Not surprisingly, TAVR access issues hit patients who live in underserved communities the hardest. Research on TAVR access inequalities from February 2026 found that areas with lower-than-expected TAVR utilization due to CED coverage restrictions are not just experiencing access gaps, but also significantly higher rates of death.

“The current TAVR CED requirements prevent equal access to a preferred, less invasive treatment option — including shorter hospital stays and recovery times, better quality of life measures, and lower incidence of some major complications across all surgical risk levels,” said Dr. Aaron Horne, co-chair of the Structural Heart Disease Task Force Program for the Association of Black Cardiologists . “After 14 years of CED, Medicare needs to make this right for all eligible patients.”

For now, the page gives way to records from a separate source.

use serde_json::json;
use std::fmt::Display;

use crate::i18n::TargetLanguage;
use crate::llm::TextGenerator;
use crate::logging::RequestLog;

/// 生成阶段
#[derive(Debug, Clone, Copy, PartialEq, Eq)]
pub enum GenerationStage {
    Comparison,
    Document,
}

impl Display for GenerationStage {
    fn fmt(&self, f: &mut std::fmt::Formatter<'_>) -> std::fmt::Result {
        let str = match self {
            GenerationStage::Comparison => "comparison",
            GenerationStage::Document => "README",
        };
        write!(f, "{}", str)
    }
}

/// 生成结果
#[derive(Debug, Clone, PartialEq)]
pub struct GenerationOutcome {
    pub text: String,
    /// 模型不可用，使用了兜底模板
    pub used_fallback: bool,
}

/// Prompt模板配置
#[derive(Debug, Clone)]
pub struct PromptTemplate {
    /// 系统提示词
    pub system_prompt: String,
    /// 开头的说明性指令
    pub opening_instruction: String,
    /// 结尾的强调性指令
    pub closing_instruction: String,
}

impl PromptTemplate {
    /// 拼装用户提示词：开头指令、数据正文、结尾指令、语言要求
    pub fn build_user_prompt(&self, body: &str, language: &TargetLanguage) -> String {
        format!(
            "{}\n\n{}\n\n{}\n\n{}",
            self.opening_instruction,
            body.trim_end(),
            self.closing_instruction,
            language.prompt_instruction()
        )
    }

    /// 调用模型生成；任何失败都记录错误日志并改用 `fallback` 渲染
    pub async fn generate_or_fallback<F>(
        &self,
        llm: &dyn TextGenerator,
        stage: GenerationStage,
        user_prompt: &str,
        log: &RequestLog,
        fallback: F,
    ) -> GenerationOutcome
    where
        F: FnOnce() -> String,
    {
        log.info(format!("Generating {} with the language model", stage));

        match llm.generate(&self.system_prompt, user_prompt).await {
            Ok(text) if !text.trim().is_empty() => {
                log.info(format!("Generated {} with the language model", stage));
                GenerationOutcome {
                    text,
                    used_fallback: false,
                }
            }
            Ok(_) => {
                log.error_with(
                    format!("Language model returned no {}, using template", stage),
                    json!({ "stage": stage.to_string() }),
                );
                GenerationOutcome {
                    text: fallback(),
                    used_fallback: true,
                }
            }
            Err(err) => {
                log.error_with(
                    format!("Failed to generate {}, using template", stage),
                    json!({ "stage": stage.to_string(), "error": format!("{:#}", err) }),
                );
                GenerationOutcome {
                    text: fallback(),
                    used_fallback: true,
                }
            }
        }
    }
}
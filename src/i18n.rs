use serde::{Deserialize, Serialize};

/// 目标语言类型
#[derive(Debug, Deserialize, Serialize, Clone, PartialEq, Default)]
pub enum TargetLanguage {
    #[serde(rename = "zh")]
    Chinese,
    #[serde(rename = "en")]
    #[default]
    English,
    #[serde(rename = "ja")]
    Japanese,
    #[serde(rename = "ko")]
    Korean,
    #[serde(rename = "de")]
    German,
    #[serde(rename = "fr")]
    French,
    #[serde(rename = "ru")]
    Russian,
}

impl std::fmt::Display for TargetLanguage {
    fn fmt(&self, f: &mut std::fmt::Formatter<'_>) -> std::fmt::Result {
        match self {
            TargetLanguage::Chinese => write!(f, "zh"),
            TargetLanguage::English => write!(f, "en"),
            TargetLanguage::Japanese => write!(f, "ja"),
            TargetLanguage::Korean => write!(f, "ko"),
            TargetLanguage::German => write!(f, "de"),
            TargetLanguage::French => write!(f, "fr"),
            TargetLanguage::Russian => write!(f, "ru"),
        }
    }
}

impl std::str::FromStr for TargetLanguage {
    type Err = String;

    fn from_str(s: &str) -> Result<Self, Self::Err> {
        match s.to_lowercase().as_str() {
            "zh" | "chinese" | "中文" => Ok(TargetLanguage::Chinese),
            "en" | "english" | "英文" => Ok(TargetLanguage::English),
            "ja" | "japanese" | "日本語" | "日文" => Ok(TargetLanguage::Japanese),
            "ko" | "korean" | "한국어" | "韩文" => Ok(TargetLanguage::Korean),
            "de" | "german" | "deutsch" | "德文" => Ok(TargetLanguage::German),
            "fr" | "french" | "français" | "法文" => Ok(TargetLanguage::French),
            "ru" | "russian" | "русский" | "俄文" => Ok(TargetLanguage::Russian),
            _ => Err(format!("Unknown target language: {}", s)),
        }
    }
}

impl TargetLanguage {
    /// 获取语言的描述性名称
    pub fn display_name(&self) -> &'static str {
        match self {
            TargetLanguage::Chinese => "中文",
            TargetLanguage::English => "English",
            TargetLanguage::Japanese => "日本語",
            TargetLanguage::Korean => "한국어",
            TargetLanguage::German => "Deutsch",
            TargetLanguage::French => "Français",
            TargetLanguage::Russian => "Русский",
        }
    }

    /// 获取语言的提示词指令，追加在对比与文档生成的prompt末尾
    pub fn prompt_instruction(&self) -> &'static str {
        match self {
            TargetLanguage::Chinese => "请使用中文撰写，确保表达准确、客观、易于消费者理解。",
            TargetLanguage::English => {
                "Write in English, keeping the language accurate, objective and easy for shoppers to understand."
            }
            TargetLanguage::Japanese => {
                "日本語で作成してください。正確かつ客観的で、購入者にとって分かりやすい表現を心がけてください。"
            }
            TargetLanguage::Korean => {
                "한국어로 작성해 주세요. 정확하고 객관적이며 구매자가 이해하기 쉬운 표현을 사용해 주세요."
            }
            TargetLanguage::German => {
                "Bitte auf Deutsch schreiben, präzise, sachlich und für Käufer leicht verständlich."
            }
            TargetLanguage::French => {
                "Veuillez rédiger en français, de manière précise, objective et facile à comprendre pour les acheteurs."
            }
            TargetLanguage::Russian => {
                "Пожалуйста, пишите на русском языке точно, объективно и понятно для покупателей."
            }
        }
    }

    /// 生成的README文件名
    pub fn readme_filename(&self) -> String {
        match self {
            TargetLanguage::English => "README.md".to_string(),
            other => format!("README.{}.md", other),
        }
    }
}

#[cfg(test)]
mod tests {
    use super::*;

    #[test]
    fn test_parse_aliases() {
        assert_eq!("EN".parse::<TargetLanguage>().unwrap(), TargetLanguage::English);
        assert_eq!("中文".parse::<TargetLanguage>().unwrap(), TargetLanguage::Chinese);
        assert_eq!("deutsch".parse::<TargetLanguage>().unwrap(), TargetLanguage::German);
        assert!("klingon".parse::<TargetLanguage>().is_err());
    }

    #[test]
    fn test_readme_filename() {
        assert_eq!(TargetLanguage::English.readme_filename(), "README.md");
        assert_eq!(TargetLanguage::Japanese.readme_filename(), "README.ja.md");
    }
}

Heart Valve Voice-US and ABC are two organizations of dozens representing patients, health professionals, and family caregivers that have called for an end to Medicare CED policies more broadly over many years. During the first Trump Administration, then-HHS General Counsel Robert Charrow issued an Advisory Opinion that labeled Medicare’s basis for claiming legal authority for imposing CED “fundamentally inconsistent” with regulatory definitions, and he stated that such limits were “unlawful.”

“Medicare is a payer; it is not the FDA or anyone’s family doctor,” said Celina Gorre, CEO of WomenHeart . “The use of CED for TAVR and other treatments is arbitrarily restrictive for Medicare beneficiaries and has had a negative influence on private insurance utilization management practices. If Medicare doesn’t end CED, Congress should step in.”